- What you are asked to do: Pull every line with "endpoint" from the data.

- Stored records:
"""

use anyhow::{Context, Result};
use tracing::info;

use crate::client::{RecommendationClient, RecommendationService};
use crate::config::Config;
use crate::session::ChatSession;

/// Send a single query with no prior history and return the reply text.
///
/// Blank queries are refused up front since the conversation would ignore
/// them and no request would be made.
pub async fn ask<S: RecommendationService>(config: &Config, service: S, query: &str) -> Result<String> {
    if query.trim().is_empty() {
        anyhow::bail!("Query cannot be empty");
    }

    let mut session = ChatSession::new(config.greeting.clone(), service);
    let reply = session
        .submit(query)
        .await
        .context("Query was not accepted")?;

    Ok(reply.content.clone())
}

pub async fn ask_and_print(config: &Config, query: &str) -> Result<()> {
    let client = RecommendationClient::new(config)?;
    info!(url = client.chat_url(), "one-shot query");

    let reply = ask(config, client, query).await?;
    println!("{}", reply);

    Ok(())
}

/// Check whether the recommendation service answers its liveness route
pub async fn ping(config: &Config) -> Result<()> {
    let client = RecommendationClient::new(config)?;

    match client.ping().await {
        Ok(status) if status.is_success() => {
            println!("✅ {} is reachable ({})", config.endpoint, status);
        }
        Ok(status) => {
            println!("⚠️  {} answered with {}", config.endpoint, status);
        }
        Err(e) => {
            println!("❌ {} is unreachable: {}", config.endpoint, e);
        }
    }

    Ok(())
}

/// Print the effective configuration and where it came from, optionally
/// persisting it
pub fn show_config(config: &Config, save: bool) -> Result<()> {
    if save {
        config.save()?;
        info!(path = %config.config_path.display(), "config saved");
    }

    let content = toml::to_string_pretty(config)
        .context("Failed to serialize config")?;

    println!("📍 Config file: {}", config.config_path.display());
    println!("📝 Logs: {}", config.log_dir().display());
    println!("{}", "=".repeat(50));
    println!("{}", content);
    if save {
        println!("💾 Saved to {}", config.config_path.display());
    }

    Ok(())
}

#[cfg(test)]
mod tests {
    use super::*;
    use crate::client::ReplyOutcome;
    use crate::conversation::Turn;
    use async_trait::async_trait;

    struct Fixed(&'static str);

    #[async_trait]
    impl RecommendationService for Fixed {
        async fn recommend(&self, turn: &Turn) -> ReplyOutcome {
            assert!(turn.history.is_empty());
            ReplyOutcome::Payload(self.0.to_string())
        }
    }

    struct Failing;

    #[async_trait]
    impl RecommendationService for Failing {
        async fn recommend(&self, _turn: &Turn) -> ReplyOutcome {
            ReplyOutcome::ServiceError("model unavailable".to_string())
        }
    }

    #[tokio::test]
    async fn ask_returns_reply_without_history() {
        let reply = ask(&Config::default(), Fixed("Try 'Dune'."), "desert epic").await.unwrap();
        assert_eq!(reply, "Try 'Dune'.");
    }

    #[tokio::test]
    async fn ask_maps_service_errors() {
        let reply = ask(&Config::default(), Failing, "anything").await.unwrap();
        assert_eq!(reply, "Sorry, there was an error: model unavailable");
    }

    #[tokio::test]
    async fn ask_rejects_blank_query() {
        assert!(ask(&Config::default(), Fixed("unused"), "   ").await.is_err());
    }
}
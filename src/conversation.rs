//! In-memory conversation store: the ordered transcript and the pending gate.

use chrono::{DateTime, Utc};
use serde::{Deserialize, Serialize};
use std::fmt;
use thiserror::Error;
use uuid::Uuid;

use crate::client::ReplyOutcome;

/// Opaque identifier assigned to a message when it is created
#[derive(Debug, Clone, Copy, PartialEq, Eq, Hash, Serialize, Deserialize)]
pub struct MessageId(Uuid);

impl MessageId {
    fn new() -> Self {
        MessageId(Uuid::new_v4())
    }
}

impl fmt::Display for MessageId {
    fn fmt(&self, f: &mut fmt::Formatter<'_>) -> fmt::Result {
        self.0.fmt(f)
    }
}

/// Who wrote a message. Serializes to the wire role names.
#[derive(Debug, Clone, Copy, PartialEq, Eq, Serialize, Deserialize)]
#[serde(rename_all = "lowercase")]
pub enum Author {
    User,
    Assistant,
}

/// A single entry of the transcript
#[derive(Debug, Clone)]
pub struct Message {
    pub id: MessageId,
    pub author: Author,
    pub content: String,
    pub created_at: DateTime<Utc>,
}

impl Message {
    fn new(author: Author, content: String) -> Self {
        Self {
            id: MessageId::new(),
            author,
            content,
            created_at: Utc::now(),
        }
    }

    pub fn is_user(&self) -> bool {
        self.author == Author::User
    }
}

/// One prior turn as it is sent to the recommendation service
#[derive(Debug, Clone, PartialEq, Eq, Serialize, Deserialize)]
pub struct HistoryEntry {
    pub role: Author,
    pub content: String,
}

impl From<&Message> for HistoryEntry {
    fn from(message: &Message) -> Self {
        Self {
            role: message.author,
            content: message.content.clone(),
        }
    }
}

/// Everything the client needs to issue the request for an accepted submission
#[derive(Debug, Clone, PartialEq, Eq)]
pub struct Turn {
    /// The submitted text with surrounding whitespace removed, identical to
    /// the stored user message. Untrimmed drafts are never sent.
    pub query: String,
    pub history: Vec<HistoryEntry>,
}

#[derive(Debug, Error, PartialEq, Eq)]
pub enum ConversationError {
    #[error("no request is awaiting a reply")]
    NoPendingTurn,
}

/// Ordered transcript seeded with the assistant greeting.
///
/// `messages[0]` is always the greeting and is never part of the history sent
/// to the service. At most one turn is awaiting a reply at any time.
#[derive(Debug, Clone)]
pub struct Conversation {
    messages: Vec<Message>,
    pending: bool,
}

impl Conversation {
    pub fn new(greeting: impl Into<String>) -> Self {
        Self {
            messages: vec![Message::new(Author::Assistant, greeting.into())],
            pending: false,
        }
    }

    pub fn messages(&self) -> &[Message] {
        &self.messages
    }

    pub fn is_pending(&self) -> bool {
        self.pending
    }

    pub fn len(&self) -> usize {
        self.messages.len()
    }

    pub fn is_empty(&self) -> bool {
        self.messages.is_empty()
    }

    pub fn last(&self) -> Option<&Message> {
        self.messages.last()
    }

    /// Transcript without the greeting, in insertion order
    pub fn history(&self) -> Vec<HistoryEntry> {
        self.messages.iter().skip(1).map(HistoryEntry::from).collect()
    }

    /// Accept a user submission.
    ///
    /// Returns `None` and leaves the conversation untouched when the trimmed
    /// text is empty or a reply is still outstanding. Otherwise appends the
    /// user message, marks the conversation pending and returns the turn the
    /// caller must send exactly once.
    pub fn submit_user_message(&mut self, text: &str) -> Option<Turn> {
        let text = text.trim();
        if text.is_empty() || self.pending {
            return None;
        }

        let history = self.history();
        self.messages.push(Message::new(Author::User, text.to_string()));
        self.pending = true;

        Some(Turn {
            query: text.to_string(),
            history,
        })
    }

    /// Append the assistant reply for the outstanding turn and clear the gate
    pub fn receive_reply(&mut self, outcome: ReplyOutcome) -> Result<&Message, ConversationError> {
        if !self.pending {
            return Err(ConversationError::NoPendingTurn);
        }

        self.messages.push(Message::new(Author::Assistant, outcome.into_content()));
        self.pending = false;

        Ok(&self.messages[self.messages.len() - 1])
    }
}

"""

- Solution below:
            println!("✅ {} is reachable ({})", config.endpoint, status);
            println!("⚠️  {} answered with {}", config.endpoint, status);
            println!("❌ {} is unreachable: {}", config.endpoint, e);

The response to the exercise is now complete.